International career^{‡}
- 2017: Cameroon U17 / 3 / (0)
- 2020: Cameroon / 1 / (0)
- 2024–: Chad / 6 / (0)

= Ahmad Ngouyamsa =

Chadian footballer (born 2000)

Ahmad Toure Ngouyamsa Nounchil (born 21 December 2000) is a professional footballer who plays as a defender for French Championnat National 1 club Créteil. Born in Cameroon, he represented it internationally before switching allegiance to Chad.

==Club career==
Ngouyamsa made his professional debut with Dijon in a 1-0 Ligue 1 win over Lille OSC on 12 January 2020.

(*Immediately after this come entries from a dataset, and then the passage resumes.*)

//! Channel: a sub-ledger of a network, with per-peer join conditions.

use chrono::{DateTime, Utc};
use serde::{Deserialize, Serialize};

use crate::custom_resource;
use crate::federation::Member;
use crate::meta::NamespacedName;
use crate::status::{ConditionStatus, CrStatus, StatusEnvelope, StatusType};

#[derive(Debug, Clone, Default, PartialEq, Serialize, Deserialize)]
#[serde(rename_all = "camelCase")]
pub struct ChannelSpec {
    pub network: String,
    #[serde(default)]
    pub members: Vec<Member>,
    #[serde(default)]
    pub peers: Vec<NamespacedName>,
    #[serde(default, skip_serializing_if = "String::is_empty")]
    pub description: String,
}

#[derive(Debug, Clone, Copy, PartialEq, Eq, Serialize, Deserialize)]
pub enum PeerConditionType {
    PeerJoined,
    PeerError,
}

#[derive(Debug, Clone, PartialEq, Serialize, Deserialize)]
#[serde(rename_all = "camelCase")]
pub struct PeerCondition {
    #[serde(flatten)]
    pub peer: NamespacedName,
    #[serde(rename = "type")]
    pub condition_type: PeerConditionType,
    pub status: ConditionStatus,
    #[serde(default, skip_serializing_if = "Option::is_none")]
    pub last_transition_time: Option<DateTime<Utc>>,
    #[serde(default, skip_serializing_if = "String::is_empty")]
    pub reason: String,
    #[serde(default, skip_serializing_if = "String::is_empty")]
    pub message: String,
}

impl PeerCondition {
    pub fn joined(peer: NamespacedName) -> Self {
        Self {
            peer,
            condition_type: PeerConditionType::PeerJoined,
            status: ConditionStatus::True,
            last_transition_time: Some(Utc::now()),
            reason: String::new(),
            message: String::new(),
        }
    }

    pub fn error(peer: NamespacedName, reason: impl Into<String>, message: impl Into<String>) -> Self {
        Self {
            peer,
            condition_type: PeerConditionType::PeerError,
            status: ConditionStatus::False,
            last_transition_time: Some(Utc::now()),
            reason: reason.into(),
            message: message.into(),
        }
    }

    pub fn is_joined(&self) -> bool {
        self.condition_type == PeerConditionType::PeerJoined && self.status == ConditionStatus::True
    }
}

#[derive(Debug, Clone, Default, PartialEq, Serialize, Deserialize)]
#[serde(rename_all = "camelCase")]
pub struct ChannelStatus {
    #[serde(flatten)]
    pub cr: CrStatus,
    #[serde(default, skip_serializing_if = "Vec::is_empty")]
    pub peer_conditions: Vec<PeerCondition>,
    #[serde(default, skip_serializing_if = "Option::is_none")]
    pub archived_status: Option<CrStatus>,
}

impl ChannelStatus {
    /// Insert or replace the condition for `condition.peer`.
    pub fn upsert_peer_condition(&mut self, condition: PeerCondition) {
        match self.peer_conditions.iter_mut().find(|c| c.peer == condition.peer) {
            Some(existing) => *existing = condition,
            None => self.peer_conditions.push(condition),
        }
    }

    pub fn peer_condition(&self, peer: &NamespacedName) -> Option<&PeerCondition> {
        self.peer_conditions.iter().find(|c| &c.peer == peer)
    }
}

impl StatusEnvelope for ChannelStatus {
    fn envelope(&self) -> &CrStatus {
        &self.cr
    }

    fn envelope_mut(&mut self) -> &mut CrStatus {
        &mut self.cr
    }
}

custom_resource! {
    /// Sub-ledger shared by a subset of a network's members.
    Channel { spec: ChannelSpec, status: ChannelStatus, kind: "Channel", plural: "channels", namespaced: false }
}

impl Channel {
    pub fn has_member(&self, org: &str) -> bool {
        self.spec.members.iter().any(|m| m.name == org)
    }

    /// Peers whose condition is `PeerJoined`.
    pub fn joined_peers(&self) -> Vec<NamespacedName> {
        self.status
            .as_ref()
            .map(|s| {
                s.peer_conditions
                    .iter()
                    .filter(|c| c.is_joined())
                    .map(|c| c.peer.clone())
                    .collect()
            })
            .unwrap_or_default()
    }

    pub fn is_archived(&self) -> bool {
        self.status
            .as_ref()
            .and_then(|s| s.archived_status.as_ref())
            .map(|a| a.is(StatusType::Archived) && a.status == ConditionStatus::True)
            .unwrap_or(false)
    }
}

/// Name of the companion connection-profile config object.
pub fn connection_profile_name(channel: &str) -> String {
    format!("chan-{}-connection-profile", channel)
}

On 30 June 2023, Ngouyamsa signed a two-year contract with Rodez.

==International career==
Ngouyamsa represented the Cameroon U17s at the 2017 Africa U-17 Cup of Nations. Ngouyamsa made his debut with the Cameroon national team in a friendly 0–0 tie with Japan on 9 October 2020.

In 2024, Ngouyamsa switched to Chad national team and debuted on 6 September 2024 in an Africa Cup of Nations qualifier against Sierra Leone.